От слов пробивает озноб, а волна тревоги прошибает словно током, отскакивая от стоящего на грани Вадима.
— Любишь его? — рвано выдыхает вопрос, просительно касаясь кончиками пальцев моей щеки. Стискивает до боли, переползая на подбородок, властно приподнимая и заставляя посмотреть в глаза. А там набирает обороты буря, грозящая смести все ориентиры, прогнуть под гнётом раздирающих чувств.
— Люблю, — вижу, как он хочет возразить и повторяю твёрже. — Люблю.
— Тогда выпьем. Ты за любовь, я с горя.
На стойке уже стоит два пузатых винных бокала и Вадим отсалютовав своим, ждёт когда я последую его примеру. Мои глотки грубо проталкивают терпкое красное с лёгким налётом горечи, но с приятной ленцой разлившейся по телу, успокаивая внутренний мандраж.
Непродолжительная эйфория набирая колоссальную скорость, со всей своей ужасающей мощью врезается в меня. Беспощадно наваливаясь необычной сонливость, склеивая спазмом, который замедляя сердце еле слышно бьётся под рёбрами.
Меня внезапно накрывают воспоминания. Появляются из ниоткуда, словно оплеуха, явственно подкашивая ноги. И от падения спасает лишь хватка Вадима, дерзко впивающаяся пальцами в кожу, удерживающая пошатнувшуюся меня за локоть.
— Мне надо идти, — в растянутой фразе не узнаю свою речь, которая звучит невнятно, с неимоверным трудом отлепляясь языком от нёба.
Такое состояние мне смутно знакомо из моего прошлого и я мечтаю скинуть с себя оковы кайфа, пролившегося в кровь, плотно отравив изнутри. Сожрав каждую клеточку, притупив ответные реакции организма на несправедливую игру против правил, искусственно созданную с целью разрушить меня окончательно.
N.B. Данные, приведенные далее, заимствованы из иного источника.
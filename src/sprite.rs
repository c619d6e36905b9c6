//! Word rasterization: glyph coverage bitmaps and the footprints derived from
//! them.

use fontdue::Font;

use crate::grid::BitGrid;

/// Anti-aliased ink of a whole word, cropped to its ink bounds.
#[derive(Debug, Clone)]
pub(crate) struct GlyphBitmap {
    pub(crate) width: u32,
    pub(crate) height: u32,
    pub(crate) coverage: Vec<u8>,
    /// Start of the baseline relative to the bitmap's top-left corner.
    pub(crate) origin: (f32, f32),
}

impl GlyphBitmap {
    /// Rotates a quarter turn counter-clockwise, so horizontal text ends up
    /// reading bottom to top.
    pub(crate) fn rotated(&self) -> GlyphBitmap {
        let (w, h) = (self.width, self.height);
        let mut coverage = vec![0u8; self.coverage.len()];
        for y in 0..h {
            for x in 0..w {
                let (nx, ny) = (y, w - 1 - x);
                coverage[(ny * h + nx) as usize] = self.coverage[(y * w + x) as usize];
            }
        }
        GlyphBitmap {
            width: h,
            height: w,
            coverage,
            origin: (self.origin.1, w as f32 - self.origin.0),
        }
    }

    /// Non-zero coverage as `(x, y, alpha)`.
    pub(crate) fn ink(&self) -> impl Iterator<Item = (u32, u32, u8)> + '_ {
        let w = self.width;
        self.coverage
            .iter()
            .enumerate()
            .filter(|(_, a)| **a > 0)
            .map(move |(i, a)| (i as u32 % w, i as u32 / w, *a))
    }

    /// The cells this word claims: its ink grown by `margin` on every side.
    /// The result is `2 * margin` larger than the bitmap in each dimension.
    pub(crate) fn footprint(&self, margin: u32) -> BitGrid {
        let m = margin as usize;
        let (w, h) = (self.width as usize, self.height as usize);
        let (fw, fh) = (w + 2 * m, h + 2 * m);

        // grow rows first, then columns
        let mut rows = vec![false; fw * h];
        for y in 0..h {
            for x in 0..w {
                if self.coverage[y * w + x] > 0 {
                    for fx in x..=x + 2 * m {
                        rows[y * fw + fx] = true;
                    }
                }
            }
        }

        let mut sprite = BitGrid::new(fw as u32, fh as u32);
        for y in 0..h {
            for fx in 0..fw {
                if rows[y * fw + fx] {
                    for fy in y..=y + 2 * m {
                        sprite.set(fx as i32, fy as i32);
                    }
                }
            }
        }
        sprite
    }
}

/// Lays `text` out on a single line at `size` px and rasterizes it. Returns
/// `None` when nothing in the text produces ink.
pub(crate) fn rasterize_text(text: &str, size: f32, font: &Font) -> Option<GlyphBitmap> {
    struct Placed {
        left: i32,
        top: i32,
        width: usize,
        height: usize,
        bitmap: Vec<u8>,
    }

    let mut glyphs = Vec::new();
    let mut pen_x = 0.0f32;
    let mut prev = None;

    for ch in text.chars() {
        if let Some(left) = prev {
            pen_x += font.horizontal_kern(left, ch, size).unwrap_or(0.0);
        }
        let (metrics, bitmap) = font.rasterize(ch, size);
        if metrics.width > 0 && metrics.height > 0 {
            glyphs.push(Placed {
                left: (pen_x + metrics.xmin as f32).round() as i32,
                // y grows downward from the baseline
                top: -(metrics.height as i32) - metrics.ymin,
                width: metrics.width,
                height: metrics.height,
                bitmap,
            });
        }
        pen_x += metrics.advance_width;
        prev = Some(ch);
    }

    let min_x = glyphs.iter().map(|g| g.left).min()?;
    let min_y = glyphs.iter().map(|g| g.top).min()?;
    let max_x = glyphs.iter().map(|g| g.left + g.width as i32).max()?;
    let max_y = glyphs.iter().map(|g| g.top + g.height as i32).max()?;

    let width = (max_x - min_x) as u32;
    let height = (max_y - min_y) as u32;
    let mut coverage = vec![0u8; (width * height) as usize];

    for glyph in &glyphs {
        let ox = (glyph.left - min_x) as usize;
        let oy = (glyph.top - min_y) as usize;
        for y in 0..glyph.height {
            for x in 0..glyph.width {
                let a = glyph.bitmap[y * glyph.width + x];
                let cell = &mut coverage[(oy + y) * width as usize + ox + x];
                *cell = (*cell).max(a);
            }
        }
    }

    if coverage.iter().all(|a| *a == 0) {
        return None;
    }

    Some(GlyphBitmap {
        width,
        height,
        coverage,
        origin: (-min_x as f32, -min_y as f32),
    })
}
— Допей, — шепчет у самых губ на грани поцелуя. — И я тебя провожу.
Заворожено смотрю на часы, стиснув зубы, но не могу понять сколько прошло минут, может часов, как в замедленной съёмке. Время замедляется, утягивает меня вниз, на самое дно и как бы я ни старалась отбиться, сопротивление тщетно. Ведь под кожей давно разносится знакомое забвение, коварно иссушающее изнутри.
Понятно, что скоро начнётся обратный отсчёт. Здравый смысл пробьется на поверхность, но куда ему сейчас тягаться с тем, что мне подмешали в бокал.
— Нет.
— Опозоришься же, — грубо подхватывает под мышками, вжавшись грудью в мою полуголую спину. — Давай я помогу тебе, а ты поможешь мне.
По всему моему телу резко, как трещина по льду, проходит дрожь от спутанных мыслей, что нестройным рядом выстраиваются в голове. Удерживаются из последних сил чтобы не разлететься от затормаживающего эффекта любезно добавленного в меня вместе с алкоголем.
— Отпусти, — слабо шевеля, произношу одними губами, повисая в объятиях Вадима, не в состоянии без его помощи выйти на улицу.
Горячий, ещё не успевший остыть августовский ветерок обдувает лицо, вытесняя слёзы. Судорожно глотаю воздух, но он не доходит до лёгких, так и оставаясь на пересохшей слизистой рта, скованной в тиски.